* **Task description**
Each line from the beginning of the data below through the line containing "pub struct EngineConfig" should be repeated exactly, please.

* **Supplied information**
......
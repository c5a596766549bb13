use std::any::Any;
use std::panic::{self, AssertUnwindSafe};
use std::time::Instant;

use rayon::prelude::*;
use rayon::{ThreadPool, ThreadPoolBuilder};
use tracing::{debug, info, warn};

use mandelcycle_core::{
    validate_max_iterations, CoreError, EscapeTime, Mandelbrot, Viewport, DEFAULT_MAX_ITERATIONS,
};

use crate::error::RenderError;
use crate::grid::PixelGrid;

// ---------------------------------------------------------------------------
// Configuration
// ---------------------------------------------------------------------------

/// Fixed-at-startup engine parameters.
#[derive(Debug, Clone, Copy, PartialEq, Eq)]
pub struct EngineConfig {
    /// Side of the square pixel grid.
    pub size_in_pixels: u32,
    /// Inclusive iteration bound; also the color table length.
    pub max_iterations: u32,
    /// Number of worker threads the grid is split across.
    pub workers: usize,
}

impl EngineConfig {
    pub const DEFAULT_SIZE: u32 = 500;
    pub const DEFAULT_WORKERS: usize = 16;

    /// Reject configurations the engine cannot run. Never clamps.
    pub fn validate(&self) -> crate::Result<()> {
        if self.size_in_pixels == 0 {
            return Err(CoreError::InvalidSize(self.size_in_pixels).into());
        }
        if self.workers == 0 {
            return Err(CoreError::InvalidWorkerCount(self.workers).into());
        }
        validate_max_iterations(self.max_iterations)?;
        Ok(())
    }
}

impl Default for EngineConfig {
    fn default() -> Self {
        Self {
            size_in_pixels: Self::DEFAULT_SIZE,
            max_iterations: DEFAULT_MAX_ITERATIONS,
            workers: Self::DEFAULT_WORKERS,
        }
    }
}

// ---------------------------------------------------------------------------
// Engine
// ---------------------------------------------------------------------------

/// Computes full escape-count grids on a dedicated pool of worker threads.
///
/// Pixel `i = y * size + x` belongs to worker `i % workers`. Each worker
/// fills its own lane buffer, so no two threads ever touch the same memory
/// and no lock is taken. The lanes are interleaved back into row-major order
/// once every worker has joined. Results are bit-identical for any worker
/// count.
pub struct Engine {
    config: EngineConfig,
    kernel: Mandelbrot,
    pool: ThreadPool,
}

impl Engine {
    pub fn new(config: EngineConfig) -> crate::Result<Self> {
        config.validate()?;
        let kernel = Mandelbrot::new(config.max_iterations)?;
        let pool = ThreadPoolBuilder::new()
            .num_threads(config.workers)
            .thread_name(|i| format!("escape-worker-{i}"))
            .build()?;
        debug!(
            size = config.size_in_pixels,
            max_iterations = config.max_iterations,
            workers = config.workers,
            "Engine ready"
        );
        Ok(Self {
            config,
            kernel,
            pool,
        })
    }

    pub fn config(&self) -> &EngineConfig {
        &self.config
    }

    /// Compute the grid for `viewport` with the portable Mandelbrot kernel.
    pub fn compute(&self, viewport: &Viewport) -> crate::Result<PixelGrid> {
        self.compute_with(&self.kernel, viewport)
    }

    /// Compute the grid for `viewport` with any escape kernel.
    ///
    /// Blocks until every worker has finished. A panicking worker is
    /// reported as [`RenderError::WorkerFailed`] and no grid is produced.
    pub fn compute_with<K: EscapeTime + Sync>(
        &self,
        kernel: &K,
        viewport: &Viewport,
    ) -> crate::Result<PixelGrid> {
        let start = Instant::now();
        let size = self.config.size_in_pixels;
        let workers = self.config.workers;
        let total = size as usize * size as usize;
        debug!(
            label = viewport.label(),
            size, workers, "Starting escape-time computation"
        );

        let outcome = panic::catch_unwind(AssertUnwindSafe(|| {
            self.pool.install(|| {
                let lanes: Vec<Vec<u32>> = (0..workers)
                    .into_par_iter()
                    .map(|lane| compute_lane(kernel, viewport, size, lane, workers))
                    .collect();
                interleave(&lanes, total, workers)
            })
        }));

        let values = match outcome {
            Ok(values) => values,
            Err(payload) => {
                let reason = panic_reason(payload.as_ref());
                warn!(%reason, label = viewport.label(), "Computation failed");
                return Err(RenderError::WorkerFailed { reason });
            }
        };

        info!(
            elapsed_ms = start.elapsed().as_millis(),
            label = viewport.label(),
            "Computation complete"
        );
        Ok(PixelGrid::from_values(size, kernel.max_iterations(), values))
    }
}

/// Escape counts for every pixel index congruent to `lane` modulo `workers`,
/// in ascending index order.
fn compute_lane<K: EscapeTime>(
    kernel: &K,
    viewport: &Viewport,
    size: u32,
    lane: usize,
    workers: usize,
) -> Vec<u32> {
    let side = size as usize;
    let total = side * side;
    (lane..total)
        .step_by(workers)
        .map(|i| {
            let x = (i % side) as u32;
            let y = (i / side) as u32;
            kernel.escape_time(viewport.pixel_to_complex(x, y, size))
        })
        .collect()
}

/// Reassemble lane buffers into row-major order.
///
/// Chunk `k` of width `workers` holds index `k * workers + lane` for each
/// lane, which is entry `k` of that lane's buffer.
fn interleave(lanes: &[Vec<u32>], total: usize, workers: usize) -> Vec<u32> {
    let mut values = vec![0u32; total];
    values
        .par_chunks_mut(workers)
        .enumerate()
        .for_each(|(k, chunk)| {
            for (lane, slot) in chunk.iter_mut().enumerate() {
                *slot = lanes[lane][k];
            }
        });
    values
}

fn panic_reason(payload: &(dyn Any + Send)) -> String {
    if let Some(s) = payload.downcast_ref::<&str>() {
        (*s).to_string()
    } else if let Some(s) = payload.downcast_ref::<String>() {
        s.clone()
    } else {
        "unknown panic".to_string()
    }
}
......
* **Answer to this problem**
repository c5a596766549bb13
use std::any::Any;
use std::panic::{self, AssertUnwindSafe};
use std::time::Instant;

use rayon::prelude::*;
use rayon::{ThreadPool, ThreadPoolBuilder};
use tracing::{debug, info, warn};

use mandelcycle_core::{
    validate_max_iterations, CoreError, EscapeTime, Mandelbrot, Viewport, DEFAULT_MAX_ITERATIONS,
};

use crate::error::RenderError;
use crate::grid::PixelGrid;

// ---------------------------------------------------------------------------
// Configuration
// ---------------------------------------------------------------------------

/// Fixed-at-startup engine parameters.
#[derive(Debug, Clone, Copy, PartialEq, Eq)]
pub struct EngineConfig {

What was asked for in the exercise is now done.